Yesterday, the mister and I attended the Memorial Service to celebrate our friend Elaine's life. Elaine was fifty-two years young, but I am thankful that she has gained freedom from just the sort of loss that those of us who will miss her are experiencing. In the service, there was an opportunity to share memories of Elaine. During that time, I chose to sit quietly and appreciate the words others.
Today, there is a need to offer a bit of tribute to Elaine, whose passing we have just marked, and to my "Mammy" whose birthday I observe today (despite the nine years since she went to be with the Lord).
These two ladies each had a tendency to let one know exactly what was on their minds--- whether one wanted to hear it or not.
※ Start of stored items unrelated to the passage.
pub mod boards;
pub mod database;
pub mod invitations;
pub mod locks;
pub mod members;
pub mod transaction;

pub use boards::BoardStore;
pub use database::Database;
pub use invitations::InvitationLedger;
pub use members::MembershipStore;
pub use transaction::Transaction;
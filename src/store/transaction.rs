use crate::{
    domain::{
        position::is_dense, Board, BoardId, Entry, EntryId, Invitation, InvitationId, Lane, LaneId,
        UserId,
    },
    error::{Result, TavlaError},
    storage::Snapshot,
    store::{
        database::Database,
        locks::{LockKey, LockSet},
    },
};
use std::{
    collections::{BTreeSet, HashMap},
    hash::Hash,
};
use tracing::warn;

/// Staged writes. `None` deletes the record.
#[derive(Debug, Default)]
pub(crate) struct ChangeSet {
    boards: HashMap<BoardId, Option<Board>>,
    lanes: HashMap<LaneId, Option<Lane>>,
    entries: HashMap<EntryId, Option<Entry>>,
    invitations: HashMap<InvitationId, Option<Invitation>>,
}

impl ChangeSet {
    fn is_empty(&self) -> bool {
        self.boards.is_empty()
            && self.lanes.is_empty()
            && self.entries.is_empty()
            && self.invitations.is_empty()
    }

    /// Writes the changes into `snapshot` and returns the change set that undoes them
    pub(crate) fn apply(self, snapshot: &mut Snapshot) -> ChangeSet {
        ChangeSet {
            boards: apply_table(&mut snapshot.boards, self.boards),
            lanes: apply_table(&mut snapshot.lanes, self.lanes),
            entries: apply_table(&mut snapshot.entries, self.entries),
            invitations: apply_table(&mut snapshot.invitations, self.invitations),
        }
    }
}

fn apply_table<K: Eq + Hash + Copy, V>(
    table: &mut HashMap<K, V>,
    changes: HashMap<K, Option<V>>,
) -> HashMap<K, Option<V>> {
    changes
        .into_iter()
        .map(|(key, change)| {
            let previous = match change {
                Some(value) => table.insert(key, value),
                None => table.remove(&key),
            };
            (key, previous)
        })
        .collect()
}

/// Records visible to a transaction: staged writes shadow committed ones
fn merged<K: Eq + Hash, V: Clone>(
    base: &HashMap<K, V>,
    staged: &HashMap<K, Option<V>>,
    keep: impl Fn(&V) -> bool,
) -> Vec<V> {
    base.iter()
        .filter(|(key, _)| !staged.contains_key(*key))
        .map(|(_, value)| value)
        .chain(staged.values().flatten())
        .filter(|value| keep(*value))
        .cloned()
        .collect()
}

/// An isolated unit of work over the locked domains.
///
/// Writes are staged until [`Transaction::commit`]; dropping the transaction
/// without committing discards them.
pub struct Transaction<'a> {
    db: &'a Database,
    locks: LockSet,
    staged: ChangeSet,
    touched_boards: BTreeSet<BoardId>,
    touched_lanes: BTreeSet<LaneId>,
}

impl<'a> Transaction<'a> {
    pub(crate) fn new(db: &'a Database, locks: LockSet) -> Self {
        Self {
            db,
            locks,
            staged: ChangeSet::default(),
            touched_boards: BTreeSet::new(),
            touched_lanes: BTreeSet::new(),
        }
    }

    pub async fn board(&self, id: &BoardId) -> Option<Board> {
        if let Some(staged) = self.staged.boards.get(id) {
            return staged.clone();
        }
        self.db.records().await.boards.get(id).cloned()
    }

    pub async fn lane(&self, id: &LaneId) -> Option<Lane> {
        if let Some(staged) = self.staged.lanes.get(id) {
            return staged.clone();
        }
        self.db.records().await.lanes.get(id).cloned()
    }

    pub async fn entry(&self, id: &EntryId) -> Option<Entry> {
        if let Some(staged) = self.staged.entries.get(id) {
            return staged.clone();
        }
        self.db.records().await.entries.get(id).cloned()
    }

    pub async fn invitation(&self, id: &InvitationId) -> Option<Invitation> {
        if let Some(staged) = self.staged.invitations.get(id) {
            return staged.clone();
        }
        self.db.records().await.invitations.get(id).cloned()
    }

    /// Lanes of a board in position order
    pub async fn lanes_of(&self, board_id: &BoardId) -> Vec<Lane> {
        let records = self.db.records().await;
        let mut lanes = merged(&records.lanes, &self.staged.lanes, |lane| {
            lane.board_id == *board_id
        });
        lanes.sort_by_key(|lane| lane.position);
        lanes
    }

    /// Entries of a lane in position order
    pub async fn entries_of(&self, lane_id: &LaneId) -> Vec<Entry> {
        let records = self.db.records().await;
        let mut entries = merged(&records.entries, &self.staged.entries, |entry| {
            entry.lane_id == *lane_id
        });
        entries.sort_by_key(|entry| entry.position);
        entries
    }

    pub async fn invitations_of(&self, board_id: &BoardId) -> Vec<Invitation> {
        let records = self.db.records().await;
        merged(&records.invitations, &self.staged.invitations, |inv| {
            inv.board_id == *board_id
        })
    }

    /// The single invitation row for a (board, invitee) pair, if any
    pub async fn invitation_for(&self, board_id: &BoardId, invitee: &UserId) -> Option<Invitation> {
        self.invitations_of(board_id)
            .await
            .into_iter()
            .find(|inv| &inv.invitee == invitee)
    }

    pub fn put_board(&mut self, board: Board) {
        debug_assert!(
            self.locks.holds(&LockKey::Board(board.id))
                || self.locks.holds(&LockKey::Members(board.id))
        );
        self.staged.boards.insert(board.id, Some(board));
    }

    pub fn put_lane(&mut self, lane: Lane) {
        debug_assert!(self.locks.holds(&LockKey::Board(lane.board_id)));
        self.touched_boards.insert(lane.board_id);
        self.staged.lanes.insert(lane.id, Some(lane));
    }

    pub fn put_entry(&mut self, entry: Entry) {
        debug_assert!(self.locks.holds(&LockKey::Lane(entry.lane_id)));
        self.touched_lanes.insert(entry.lane_id);
        self.staged.entries.insert(entry.id, Some(entry));
    }

    pub fn put_invitation(&mut self, invitation: Invitation) {
        debug_assert!(self.locks.holds(&LockKey::Members(invitation.board_id)));
        self.staged
            .invitations
            .insert(invitation.id, Some(invitation));
    }

    pub fn delete_board(&mut self, board: &Board) {
        debug_assert!(self.locks.holds(&LockKey::Board(board.id)));
        self.touched_boards.insert(board.id);
        self.staged.boards.insert(board.id, None);
    }

    pub fn delete_lane(&mut self, lane: &Lane) {
        debug_assert!(self.locks.holds(&LockKey::Board(lane.board_id)));
        debug_assert!(self.locks.holds(&LockKey::Lane(lane.id)));
        self.touched_boards.insert(lane.board_id);
        self.touched_lanes.insert(lane.id);
        self.staged.lanes.insert(lane.id, None);
    }

    pub fn delete_entry(&mut self, entry: &Entry) {
        debug_assert!(self.locks.holds(&LockKey::Lane(entry.lane_id)));
        self.touched_lanes.insert(entry.lane_id);
        self.staged.entries.insert(entry.id, None);
    }

    pub fn delete_invitation(&mut self, invitation: &Invitation) {
        debug_assert!(self.locks.holds(&LockKey::Members(invitation.board_id)));
        self.staged.invitations.insert(invitation.id, None);
    }

    /// Marks a lane whose entry order must be re-checked at commit
    pub fn touch_lane(&mut self, lane_id: LaneId) {
        self.touched_lanes.insert(lane_id);
    }

    /// Checks density and parentage of every domain this transaction wrote to
    async fn validate(&self) -> Result<()> {
        for board_id in &self.touched_boards {
            let lanes = self.lanes_of(board_id).await;
            if self.board(board_id).await.is_none() {
                if !lanes.is_empty() {
                    return Err(TavlaError::Conflict(format!(
                        "board {} no longer exists",
                        board_id
                    )));
                }
                continue;
            }
            if !is_dense(lanes.iter().map(|lane| lane.position)) {
                return Err(TavlaError::Conflict(format!(
                    "lane positions of board {} would not be dense",
                    board_id
                )));
            }
        }

        for lane_id in &self.touched_lanes {
            let entries = self.entries_of(lane_id).await;
            if self.lane(lane_id).await.is_none() {
                if !entries.is_empty() {
                    return Err(TavlaError::Conflict(format!(
                        "lane {} no longer exists",
                        lane_id
                    )));
                }
                continue;
            }
            if !is_dense(entries.iter().map(|entry| entry.position)) {
                return Err(TavlaError::Conflict(format!(
                    "entry positions of lane {} would not be dense",
                    lane_id
                )));
            }
        }

        Ok(())
    }

    /// Validates and atomically applies every staged write
    pub async fn commit(self) -> Result<()> {
        if self.staged.is_empty() {
            return Ok(());
        }

        if let Err(err) = self.validate().await {
            warn!(error = %err, "aborting transaction");
            return Err(err);
        }

        let Transaction {
            db, locks, staged, ..
        } = self;
        let result = db.apply(staged).await;
        drop(locks);
        result
    }
}
use crate::domain::entry::Entry;
use chrono::{DateTime, Utc};
use std::cmp::Ordering;
use std::str::FromStr;

/// Fields available for sorting entries in a view
#[derive(Debug, Clone, Copy, PartialEq, Eq)]
pub enum SortField {
    Position,
    Title,
    Priority,
    Due,
    Created,
    Updated,
}

/// Sort order direction
#[derive(Debug, Clone, Copy, PartialEq, Eq)]
pub enum SortOrder {
    Ascending,
    Descending,
}

impl FromStr for SortField {
    type Err = String;

    fn from_str(s: &str) -> Result<Self, Self::Err> {
        match s.to_lowercase().as_str() {
            "position" => Ok(SortField::Position),
            "title" => Ok(SortField::Title),
            "priority" => Ok(SortField::Priority),
            "due" => Ok(SortField::Due),
            "created" => Ok(SortField::Created),
            "updated" => Ok(SortField::Updated),
            _ => Err(format!(
                "Invalid sort field '{}'. Valid fields: position, title, priority, due, created, updated",
                s
            )),
        }
    }
}

impl FromStr for SortOrder {
    type Err = String;

    fn from_str(s: &str) -> Result<Self, Self::Err> {
        match s.to_lowercase().as_str() {
            "asc" => Ok(SortOrder::Ascending),
            "desc" => Ok(SortOrder::Descending),
            _ => Err(format!(
                "Invalid sort order '{}'. Valid orders: asc, desc",
                s
            )),
        }
    }
}

/// Sorts entries in-place for presentation.
///
/// This never touches stored positions; ties keep their relative order since
/// the sort is stable.
///
/// # Examples
/// ```
/// use tavla_core::domain::entry::{Entry, NewEntry, Priority};
/// use tavla_core::domain::ids::LaneId;
/// use tavla_core::domain::sorting::{sort_entries, SortField, SortOrder};
///
/// let lane = LaneId::new();
/// let mut entries = vec![
///     Entry::new(lane, 0, NewEntry::titled("b"), Priority::Low),
///     Entry::new(lane, 1, NewEntry::titled("a"), Priority::Urgent),
/// ];
///
/// sort_entries(&mut entries, SortField::Priority, SortOrder::Descending);
/// assert_eq!(entries[0].title, "a");
/// ```
pub fn sort_entries(entries: &mut [Entry], field: SortField, order: SortOrder) {
    entries.sort_by(|a, b| {
        let cmp = match field {
            SortField::Position => a.position.cmp(&b.position),
            SortField::Title => a.title.to_lowercase().cmp(&b.title.to_lowercase()),
            SortField::Priority => a.priority.cmp(&b.priority),
            SortField::Due => return compare_option_dates(a.due_date, b.due_date, order),
            SortField::Created => a.created_at.cmp(&b.created_at),
            SortField::Updated => a.updated_at.cmp(&b.updated_at),
        };

        match order {
            SortOrder::Ascending => cmp,
            SortOrder::Descending => cmp.reverse(),
        }
    });
}

/// Compare Option<DateTime> with None always sorting to end
///
/// Entries without a due date come last regardless of sort order.
fn compare_option_dates(
    a: Option<DateTime<Utc>>,
    b: Option<DateTime<Utc>>,
    order: SortOrder,
) -> Ordering {
    match (a, b) {
        (Some(a_date), Some(b_date)) => match order {
            SortOrder::Ascending => a_date.cmp(&b_date),
            SortOrder::Descending => b_date.cmp(&a_date),
        },
        (Some(_), None) => Ordering::Less,
        (None, Some(_)) => Ordering::Greater,
        (None, None) => Ordering::Equal,
    }
}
And there was never a question of their love, because each one took the opportunities available to express it. Neither lived a long enough life for those who knew them, but both lived full lives. And both expected to claim Eternal Life.
Elaine demonstrated that, even if one might not have as many resources as some others, there is never too little to give abundantly those who have need. She kept an eye out for those needs, and took opportunities to share her kindness with all who would accept her ministrations. Offering help, rather than waiting to be asked, is a lesson engraved on my heart and mind in some part because of her generosity. And that generosity of spirit is paid forward as those for whom Elaine cared, care for others.
Mammy taught me to dream, create, and see both beauty and potential. Mammy painted, sketched, sewed, wrote, and generally dabbled in all things crafty or artistic. She was both a pack rat born of the Great Depression, and a religious recycler who consistently found ways to reuse or repurpose the odds and ends she collected. She was a great communicator by letter, by phone, in person, and even by e-mail (which she fully expected to function as IM). Today there is a joy and gratefulness in recognizing the many ways mentioned above, and so many more not put into type, in which these two dear ladies poured their care into me, into many others' lives.
Today, I will read When I am an old woman I shall wear purple... again because she Mammy loved it. And it describes her rather well. And I shall wear purple regardless of my age in memory of two precious ladies today.

3 comments:

Leanne said...

I love that poem. May your memories bring you comfort today.
Hugs.

Kathy said...

This is such a beautiful tribute. The purple iris is so noble and lovely; just the same as you described E. and your M.

Fannie said...

Sadder when a life ends too soon - sorry for your loss.